Tiger & The American Public

I’ll be honest, the public’s reaction to Tiger’s confession and apology has been frustrating to me. I think the American public and the American church in most cases feels like it has a sense of entitlement to know every dirty detail, have an opinion and be judgemental of celebrities.

Isn’t it hypocritical that everyone, non-Christians too, all shout from the roof tops, “don’t judge, don’t judge,” but when a celebrity does something bad, it suddenly becomes acceptable for every living human under the sun to have an opinion about them. We don’t really have a relationship with them and we see them on TV so for some reason its ok to be judgemental.

Guess what? As long as we do that, we will never have the opportunity to minister to them.
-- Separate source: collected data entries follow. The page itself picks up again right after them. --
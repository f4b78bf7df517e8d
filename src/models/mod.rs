pub mod entry;
pub mod visited;

pub use entry::*;
pub use visited::*;

/// Titles starting with this token are replies to an earlier message
pub const REPLY_PREFIX: &str = "Re:";
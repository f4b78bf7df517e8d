use async_trait::async_trait;
use chrono::NaiveDate;
use reqwest::Client;
use tracing::info;
use url::Url;

use crate::error::{MonitorError, Result};
use crate::scrapers::ArchiveSource;
use crate::utils::http::fetch_page;

pub const DEFAULT_ARCHIVE_URL: &str = "https://www.openwall.com/lists/oss-security/";

/// A mailing-list archive laid out as `<base>/<YYYY>/<MM>/<DD>/`.
pub struct MailingListArchive {
    client: Client,
    base_url: Url,
}

impl MailingListArchive {
    pub fn new(client: Client, base_url: &str) -> Result<Self> {
        let mut base = base_url.to_string();
        if !base.ends_with('/') {
            base.push('/');
        }
        let base_url = Url::parse(&base)
            .map_err(|e| MonitorError::Config(format!("invalid archive url {base_url:?}: {e}")))?;

        Ok(Self { client, base_url })
    }

    pub fn base_url(&self) -> &Url {
        &self.base_url
    }
}

#[async_trait]
impl ArchiveSource for MailingListArchive {
    fn day_url(&self, day: NaiveDate) -> Result<Url> {
        let relative = day.format("%Y/%m/%d/").to_string();
        self.base_url
            .join(&relative)
            .map_err(|e| MonitorError::Fetch {
                url: format!("{}{}", self.base_url, relative),
                reason: e.to_string(),
            })
    }

    async fn fetch_listing(&self, url: &Url) -> Result<String> {
        info!("Fetching listing {}", url);
        fetch_page(&self.client, url.as_str()).await
    }
}
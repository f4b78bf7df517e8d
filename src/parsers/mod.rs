pub mod listing;

pub use listing::*;

/// Collapse line breaks so a title fits on one line of the day record.
///
/// Other whitespace is kept as-is; the result is the literal de-duplication key.
pub fn normalize_title(text: &str) -> String {
    text.replace("\r\n", " ").replace(['\n', '\r'], " ")
}

#[cfg(test)]
mod tests {
    use super::*;

    #[test]
    fn test_normalize_title_joins_lines() {
        assert_eq!(normalize_title("heap\noverflow"), "heap overflow");
        assert_eq!(normalize_title("heap\r\noverflow\r"), "heap overflow ");
    }

    #[test]
    fn test_normalize_title_keeps_other_whitespace() {
        assert_eq!(normalize_title("  a\tb "), "  a\tb ");
        assert_eq!(normalize_title(""), "");
    }
}
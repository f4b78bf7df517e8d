use anyhow::Result;
use clap::Parser;
use std::sync::Arc;
use tracing::info;
use tracing_subscriber::EnvFilter;

use vuln_monitor::cli::Cli;
use vuln_monitor::config::{Config, LogFormat};
use vuln_monitor::monitor::Monitor;
use vuln_monitor::notifiers::Notifier;
use vuln_monitor::scheduler::Ticker;
use vuln_monitor::scrapers::MailingListArchive;
use vuln_monitor::storage::FileVisitedStore;
use vuln_monitor::utils::clock::SystemClock;
use vuln_monitor::utils::http::create_client;

#[tokio::main]
async fn main() -> Result<()> {
    let cli = Cli::parse();

    // Invalid configuration exits non-zero before the loop starts
    let config = Config::load(&cli)?;

    init_logging(config.log_format)?;
    info!("Starting Vuln Monitor");

    let client = create_client(&config.user_agent, config.request_timeout())?;
    let archive = MailingListArchive::new(client.clone(), &config.archive_url)?;
    let store = FileVisitedStore::new(&config.state_dir).await?;
    let notifier = Notifier::from_config(&config, &client);
    let keywords = config.keyword_set();

    info!(
        archive = %archive.base_url(),
        keywords = ?keywords.as_slice(),
        channels = ?notifier.channel_names(),
        interval_minutes = config.interval_minutes,
        "Configuration loaded"
    );

    let mut monitor = Monitor::new(
        Box::new(archive),
        Box::new(store),
        notifier,
        keywords,
        Arc::new(SystemClock),
    );

    if cli.once {
        let report = monitor.run_cycle().await?;
        info!(
            entries = report.entries,
            matched = report.matched,
            delivery_failures = report.delivery_failures,
            "Single cycle completed"
        );
        return Ok(());
    }

    let mut ticker = Ticker::new(config.interval());
    monitor.run(&mut ticker, None).await;

    Ok(())
}

fn init_logging(format: LogFormat) -> Result<()> {
    let filter = EnvFilter::from_default_env().add_directive("vuln_monitor=info".parse()?);
    let subscriber = tracing_subscriber::fmt().with_env_filter(filter);

    match format {
        LogFormat::Text => subscriber.init(),
        LogFormat::Json => subscriber.json().init(),
    }

    Ok(())
}
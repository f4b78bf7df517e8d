use std::collections::HashSet;

/// Titles already processed on one UTC day.
///
/// Membership is an exact, case-sensitive comparison of the title text.
#[derive(Debug, Clone, Default, PartialEq, Eq)]
pub struct VisitedSet(HashSet<String>);

impl VisitedSet {
    pub fn new() -> Self {
        Self::default()
    }

    /// Build a set from a newline-delimited record, ignoring blank lines.
    pub fn from_record(content: &str) -> Self {
        content
            .lines()
            .map(|line| line.strip_suffix('\r').unwrap_or(line))
            .filter(|line| !line.is_empty())
            .map(str::to_string)
            .collect()
    }

    pub fn contains(&self, title: &str) -> bool {
        self.0.contains(title)
    }

    /// Returns false if the title was already present.
    pub fn insert(&mut self, title: impl Into<String>) -> bool {
        self.0.insert(title.into())
    }

    pub fn merge(&mut self, other: VisitedSet) {
        self.0.extend(other.0);
    }

    pub fn len(&self) -> usize {
        self.0.len()
    }

    pub fn is_empty(&self) -> bool {
        self.0.is_empty()
    }

    pub fn iter(&self) -> impl Iterator<Item = &str> {
        self.0.iter().map(String::as_str)
    }
}

impl FromIterator<String> for VisitedSet {
    fn from_iter<I: IntoIterator<Item = String>>(iter: I) -> Self {
        Self(iter.into_iter().collect())
    }
}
Why don’t we try accepting Tiger’s apology for what it is. An apology, and one that took all responsibility for his infidelity. If he’s not being honest or its a publicity stunt as lots of people are saying, than guess what, God is his judge, not you or me.

If it wasn’t on your time frame, if he didn’t say what you wanted him to say, than keep your mouth shut. Its not our responsibility to pontificate about the motives of his heart.

If Tiger says he’s sorry, than in my mind, he’s sorry. As he said in his press conference, his wife Elin hit it on the head. She said, his apology will be proved not by words he is saying now, but by a life that he lives. Guess what document says that same thing? The Bible.

Yes, Tiger has to earn trust back through his deeds, that’s how it works when you lose trust. But as followers of Christ, its not our responsibility to have opinions about whether he was honest or not but to show him the same grace and mercy that we were shown.